Stored data entries:
====

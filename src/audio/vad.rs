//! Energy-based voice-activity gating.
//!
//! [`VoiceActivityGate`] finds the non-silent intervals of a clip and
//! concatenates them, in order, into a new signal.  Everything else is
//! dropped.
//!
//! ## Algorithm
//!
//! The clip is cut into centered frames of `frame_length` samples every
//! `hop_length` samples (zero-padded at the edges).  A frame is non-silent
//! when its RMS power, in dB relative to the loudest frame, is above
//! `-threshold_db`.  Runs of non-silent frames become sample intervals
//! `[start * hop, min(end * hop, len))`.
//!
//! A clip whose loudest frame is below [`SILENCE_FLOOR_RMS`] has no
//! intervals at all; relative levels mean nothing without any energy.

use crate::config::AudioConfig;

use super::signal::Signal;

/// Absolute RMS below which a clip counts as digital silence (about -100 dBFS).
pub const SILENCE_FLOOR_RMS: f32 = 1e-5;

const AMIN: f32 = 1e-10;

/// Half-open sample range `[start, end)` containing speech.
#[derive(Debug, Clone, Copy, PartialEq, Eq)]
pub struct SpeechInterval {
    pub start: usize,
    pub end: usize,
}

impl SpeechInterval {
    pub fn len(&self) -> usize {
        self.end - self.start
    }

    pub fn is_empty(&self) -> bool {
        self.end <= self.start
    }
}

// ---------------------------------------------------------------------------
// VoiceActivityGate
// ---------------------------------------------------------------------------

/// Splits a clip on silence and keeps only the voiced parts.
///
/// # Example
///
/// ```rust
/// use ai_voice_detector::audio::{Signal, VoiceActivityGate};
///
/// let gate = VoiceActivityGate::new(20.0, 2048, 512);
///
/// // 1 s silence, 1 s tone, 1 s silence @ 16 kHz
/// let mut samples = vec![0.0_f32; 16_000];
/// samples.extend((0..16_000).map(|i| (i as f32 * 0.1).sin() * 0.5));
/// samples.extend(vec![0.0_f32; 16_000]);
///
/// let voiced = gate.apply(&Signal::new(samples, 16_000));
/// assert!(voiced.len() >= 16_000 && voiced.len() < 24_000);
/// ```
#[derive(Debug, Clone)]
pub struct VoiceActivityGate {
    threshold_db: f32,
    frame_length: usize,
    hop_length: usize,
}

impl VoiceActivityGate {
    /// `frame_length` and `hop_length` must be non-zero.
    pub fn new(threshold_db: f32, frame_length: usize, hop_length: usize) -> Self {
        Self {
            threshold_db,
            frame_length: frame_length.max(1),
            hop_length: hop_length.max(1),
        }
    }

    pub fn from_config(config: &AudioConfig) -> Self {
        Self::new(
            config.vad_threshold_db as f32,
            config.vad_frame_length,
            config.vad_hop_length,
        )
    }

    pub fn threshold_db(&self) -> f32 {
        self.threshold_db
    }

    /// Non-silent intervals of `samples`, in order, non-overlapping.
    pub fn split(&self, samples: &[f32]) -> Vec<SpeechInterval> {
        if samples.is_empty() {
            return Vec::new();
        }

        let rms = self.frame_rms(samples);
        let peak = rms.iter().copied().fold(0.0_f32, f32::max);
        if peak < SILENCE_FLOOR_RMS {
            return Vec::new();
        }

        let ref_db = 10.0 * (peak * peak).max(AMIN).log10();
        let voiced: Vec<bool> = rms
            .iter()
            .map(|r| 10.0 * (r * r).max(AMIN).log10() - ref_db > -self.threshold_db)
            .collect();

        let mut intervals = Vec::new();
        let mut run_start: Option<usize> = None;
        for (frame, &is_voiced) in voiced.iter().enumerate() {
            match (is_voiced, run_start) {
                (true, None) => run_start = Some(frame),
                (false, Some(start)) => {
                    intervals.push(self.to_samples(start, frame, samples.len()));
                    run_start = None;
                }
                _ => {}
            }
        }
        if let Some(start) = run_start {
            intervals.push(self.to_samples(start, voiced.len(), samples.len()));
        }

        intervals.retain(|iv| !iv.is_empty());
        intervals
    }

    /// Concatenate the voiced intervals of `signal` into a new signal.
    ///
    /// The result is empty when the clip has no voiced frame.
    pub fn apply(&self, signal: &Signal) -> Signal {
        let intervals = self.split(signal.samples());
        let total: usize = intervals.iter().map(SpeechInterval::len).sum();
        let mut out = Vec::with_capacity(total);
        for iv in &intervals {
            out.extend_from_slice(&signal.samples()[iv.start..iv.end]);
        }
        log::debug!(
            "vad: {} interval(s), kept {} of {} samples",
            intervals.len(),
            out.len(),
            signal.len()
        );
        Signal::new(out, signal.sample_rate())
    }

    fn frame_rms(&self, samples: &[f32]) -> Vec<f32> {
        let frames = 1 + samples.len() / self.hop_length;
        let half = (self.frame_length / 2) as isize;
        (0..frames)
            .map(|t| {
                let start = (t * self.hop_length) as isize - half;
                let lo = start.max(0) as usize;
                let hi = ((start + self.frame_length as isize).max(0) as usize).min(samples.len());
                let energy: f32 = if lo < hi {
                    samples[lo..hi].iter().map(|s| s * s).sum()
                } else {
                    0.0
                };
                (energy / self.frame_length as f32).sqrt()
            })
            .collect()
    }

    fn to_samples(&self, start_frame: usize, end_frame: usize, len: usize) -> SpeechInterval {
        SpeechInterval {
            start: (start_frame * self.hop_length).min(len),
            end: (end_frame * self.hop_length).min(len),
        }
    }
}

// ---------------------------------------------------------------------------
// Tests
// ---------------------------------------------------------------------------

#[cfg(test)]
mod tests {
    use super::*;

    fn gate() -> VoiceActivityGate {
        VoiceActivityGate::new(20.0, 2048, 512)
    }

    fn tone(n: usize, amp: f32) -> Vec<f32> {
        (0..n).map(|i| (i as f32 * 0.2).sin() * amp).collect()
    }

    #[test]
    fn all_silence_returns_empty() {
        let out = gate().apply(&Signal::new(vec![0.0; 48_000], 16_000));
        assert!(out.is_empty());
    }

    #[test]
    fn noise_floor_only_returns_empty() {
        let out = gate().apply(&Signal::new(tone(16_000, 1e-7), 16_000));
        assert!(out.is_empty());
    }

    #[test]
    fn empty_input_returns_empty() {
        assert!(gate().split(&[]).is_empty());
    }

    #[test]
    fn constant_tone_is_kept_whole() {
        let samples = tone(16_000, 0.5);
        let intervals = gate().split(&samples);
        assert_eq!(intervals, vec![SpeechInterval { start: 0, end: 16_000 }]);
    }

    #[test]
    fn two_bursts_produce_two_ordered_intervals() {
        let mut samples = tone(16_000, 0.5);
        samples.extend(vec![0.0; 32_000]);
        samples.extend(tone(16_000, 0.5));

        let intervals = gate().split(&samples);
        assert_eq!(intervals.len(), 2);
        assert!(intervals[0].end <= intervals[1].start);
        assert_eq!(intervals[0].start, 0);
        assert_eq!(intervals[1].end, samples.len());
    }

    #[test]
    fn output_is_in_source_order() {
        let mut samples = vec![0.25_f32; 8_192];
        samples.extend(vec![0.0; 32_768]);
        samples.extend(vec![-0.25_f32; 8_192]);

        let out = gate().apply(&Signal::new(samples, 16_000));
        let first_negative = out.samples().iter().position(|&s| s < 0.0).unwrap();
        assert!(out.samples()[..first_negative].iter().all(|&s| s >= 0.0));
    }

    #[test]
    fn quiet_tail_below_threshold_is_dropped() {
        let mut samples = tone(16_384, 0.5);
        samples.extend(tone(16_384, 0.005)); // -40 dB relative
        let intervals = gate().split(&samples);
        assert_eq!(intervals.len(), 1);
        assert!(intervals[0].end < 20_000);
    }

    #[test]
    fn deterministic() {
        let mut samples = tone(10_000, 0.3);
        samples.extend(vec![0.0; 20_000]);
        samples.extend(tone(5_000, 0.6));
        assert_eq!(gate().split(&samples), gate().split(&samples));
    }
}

====

*Your assignment*
Tally the lines above that include "apply", and reply with only the tally.

*Solved problem*
5